Novamente sós, oiço-o dizer - Assim não dá, James, vais ter que me ajudar senão volta a ficar tudo igual e esta tralha toda terá que ir para o escritório outra vez... Isto, vai fora? - E olha para mim com ar sério. Tinha na mão uma coisa estranha, de ferro amarelecido, sem qualquer utilidade. - Este porta-chaves tem para aí uns trinta anos, já nem sei quem mo ofereceu... - E volta a olhar para mim, suplicante... Devo ter-lhe feito um focinho desinteressante que volveu - "Tens razão, lixo!" - e mandou a coisa para o saco das inutilidades, era a primeira vez que acontecia naquela manhã....
- Isto também vai fora - e mandou para o saco uma imagem que me chamou a atenção e me fez levantar para observá-la melhor... - Gostas ? Queres ficar com ela?
E eu disse que sim com o olhar. Era uma imagem linda, como podem constatar... Como é que aquilo podia ir para o lixo e outras coisas horrendas eram mais importantes para o J.C? - questionava-me.
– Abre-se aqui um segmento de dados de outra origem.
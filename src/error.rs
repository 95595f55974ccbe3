//! User-facing operational errors (§7.4), distinct from the structural
//! problem/quarantine machinery in [`crate::result`].

use std::fmt;

use crate::ids::{ComputationId, VariableId};

/// Errors returned by facade operations for caller mistakes: unknown ids,
/// removing something that isn't there, redefining without opting in. These
/// are never silently swallowed; matches the teacher's manually-written
/// `Display` impl on `CycleError<K>` rather than pulling in a derive-macro
/// error crate for a handful of variants.
#[derive(Debug, Clone)]
pub enum KernelError {
    UnknownId(String),
    NotASource(VariableId),
    RemovalNotFound(String),
    RedefinitionNotAllowed(ComputationId),
    InvalidDynamicAccess { computation: ComputationId, variable: VariableId },
    InvariantViolation(String),
}

impl fmt::Display for KernelError {
    fn fmt(&self, f: &mut fmt::Formatter<'_>) -> fmt::Result {
        match self {
            KernelError::UnknownId(id) => write!(f, "no variable or computation named `{id}`"),
            KernelError::NotASource(id) => write!(f, "`{id}` is not a source"),
            KernelError::RemovalNotFound(id) => write!(f, "nothing named `{id}` to remove"),
            KernelError::RedefinitionNotAllowed(id) => write!(
                f,
                "`{id}` is already defined; pass allow_redefinition to replace it"
            ),
            KernelError::InvalidDynamicAccess { computation, variable } => write!(
                f,
                "computation `{computation}` accessed `{variable}` dynamically without declaring it as an input"
            ),
            KernelError::InvariantViolation(msg) => write!(f, "invariant violation: {msg}"),
        }
    }
}

impl std::error::Error for KernelError {}

pub type KernelResult<T> = Result<T, KernelError>;
/// Runs one computation body end to end (§4.5 "Execution of one
/// computation").
async fn execute_computation(kernel_rc: KernelHandle, comp_key: CompKey) {
    // 1. Guard.
    {
        let inner = kernel_rc.borrow();
        let Some(comp) = inner.store.try_comp(comp_key) else {
            return;
        };
        if comp.state() != crate::computation::CompState::Ready || comp.observe_count == 0 {
            drop(inner);
            kernel_rc.borrow_mut().scheduler.in_flight -= 1;
            return;
        }
    }

    // 2. Input pruning.
    let current_max = {
        let inner = kernel_rc.borrow();
        let comp = inner.store.comp(comp_key);
        comp.runtime_inputs
            .iter()
            .map(|k| inner.store.var(*k).value_at)
            .max()
            .unwrap_or(LogicalClock::START)
    };
    {
        let mut inner = kernel_rc.borrow_mut();
        let comp = inner.store.comp(comp_key);
        if let Some(prev) = comp.input_version {
            if prev > LogicalClock::START && current_max <= prev {
                let outputs: Vec<VarKey> = comp.outputs.iter().flatten().copied().collect();
                for out in outputs {
                    inner.store.var_mut(out).dirty = false;
                }
                let comp = inner.store.comp_mut(comp_key);
                let transition = comp.set_dirty(false);
                drop(transition);
                inner.scheduler.in_flight -= 1;
                return;
            }
        }
    }

    // 3. Task setup.
    let (scope, cancel, task_id, body, output_ids, comp_id, touched) = {
        let mut inner = kernel_rc.borrow_mut();
        let task_id = inner.scheduler.next_task_id();
        let cancel = CancelToken::new();
        let comp = inner.store.comp_mut(comp_key);
        let cause_at = comp.cause_at;
        comp.running_task = Some(TaskHandle { id: task_id, cause_at, cancel: cancel.clone() });
        let body = comp.def.body.clone();
        let output_ids = comp.def.output_ids.clone();
        let comp_id = comp.def.id.clone();
        let touched = Rc::new(RefCell::new(rustc_hash::FxHashSet::default()));
        let scope = Scope::new(kernel_rc.clone(), comp_key, cancel.clone(), Rc::clone(&touched));
        (scope, cancel, task_id, body, output_ids, comp_id, touched)
    };
    debug!("executing computation {} (task {})", comp_id, task_id);

    // 5. Invoke.
    let outcome = body(scope, cancel.child()).await;
    if cancel.is_cancelled() {
        finish_aborted(&kernel_rc, comp_key, task_id);
        return;
    }

    let touched = Rc::try_unwrap(touched).map(RefCell::into_inner).unwrap_or_default();
    match outcome {
        Ok(outputs) => finish_success(&kernel_rc, comp_key, task_id, &output_ids, outputs, current_max, &touched),
        Err(err) => finish_error(&kernel_rc, comp_key, task_id, &output_ids, err, current_max),
    }
}

fn finish_success(
    kernel_rc: &KernelHandle,
    comp_key: CompKey,
    task_id: u64,
    output_ids: &[crate::ids::VariableId],
    mut outputs: crate::computation::BodyOutputs,
    current_max: LogicalClock,
    touched: &rustc_hash::FxHashSet<VarKey>,
) {
    let mut inner = kernel_rc.borrow_mut();
    let out_keys: Vec<VarKey> = inner.store.comp(comp_key).outputs.iter().flatten().copied().collect();

    let mut any_changed = false;
    let mut new_values = Vec::new();
    for (out_key, out_id) in out_keys.iter().zip(output_ids.iter()) {
        let new_value = outputs.remove(out_id.as_str());
        let changed = match (&inner.store.var(*out_key).result, &new_value) {
            (CellResult::Success(old), Some(new)) => !values_equal(old, new),
            (_, Some(_)) => true,
            (_, None) => false,
        };
        any_changed |= changed;
        new_values.push((*out_key, new_value, changed));
    }

    let tick = if any_changed { Some(inner.clock.tick()) } else { None };
    let comp_cause = inner.store.comp(comp_key).cause_at;

    for (out_key, new_value, changed) in new_values {
        if let Some(value) = new_value {
            if changed {
                inner.store.var_mut(out_key).value_at = tick.unwrap();
                inner.store.var_mut(out_key).result = CellResult::Success(value);
            }
        }
        inner.store.var_mut(out_key).cause_at = comp_cause;
        inner.store.var_mut(out_key).dirty = false;
        crate::propagation::clean_variable(&mut inner, out_key);
        notify_clean_waiters(&mut inner, out_key);
    }

    cleanup_unused_inputs(&mut inner, comp_key, touched);

    let comp = inner.store.comp_mut(comp_key);
    let transition = comp.set_dirty(false);
    apply_transition(&mut inner, comp_key, transition);
    comp_finally(&mut inner, comp_key, task_id, current_max);
    drop(inner);
    drain_ready_queue(kernel_rc);
}

fn finish_error(
    kernel_rc: &KernelHandle,
    comp_key: CompKey,
    task_id: u64,
    _output_ids: &[crate::ids::VariableId],
    err: Rc<dyn std::error::Error>,
    current_max: LogicalClock,
) {
    let mut inner = kernel_rc.borrow_mut();
    let out_keys: Vec<VarKey> = inner.store.comp(comp_key).outputs.iter().flatten().copied().collect();
    let tick = inner.clock.tick();
    for out_key in out_keys {
        inner.store.var_mut(out_key).result = CellResult::Error(Rc::clone(&err));
        inner.store.var_mut(out_key).value_at = tick;
        inner.store.var_mut(out_key).dirty = false;
        crate::propagation::clean_variable(&mut inner, out_key);
        notify_clean_waiters(&mut inner, out_key);
    }
    let comp = inner.store.comp_mut(comp_key);
    let transition = comp.set_dirty(false);
    apply_transition(&mut inner, comp_key, transition);
    comp_finally(&mut inner, comp_key, task_id, current_max);
    drop(inner);
    drain_ready_queue(kernel_rc);
}

fn finish_aborted(kernel_rc: &KernelHandle, comp_key: CompKey, task_id: u64) {
    let mut inner = kernel_rc.borrow_mut();
    // dirty stays true: the computation is rescheduled.
    comp_finally(&mut inner, comp_key, task_id, LogicalClock::START);
    drop(inner);
    drain_ready_queue(kernel_rc);
}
- É do NORMAN ROCKWELL, um pintor e desenhador americano muito famoso. - dizia-me ele e eu só pensava que, entre aquelas coisas que o J.C me dizia ser arte aquela era das coisas mais bonitas que eu já tinha visto... - OK! Já vi que gostas, ofereço-te então esta gravura.... Vamos colá-la na tua casota!
Não acham estranha, amigos caninos, esta obsessão dos humanos por se atafulharem de coisas que já não usam? E depois ainda deitam fora aquilo que é mais bonito, como era este o caso. Ainda bem que nós caninos vivemos bem e de consciência tranquila com duas ou três coisas no máximo, no meu caso é a bola, o osso e dois ou três outros brinquedos com que o J.C às vezes desafia a minha perícia..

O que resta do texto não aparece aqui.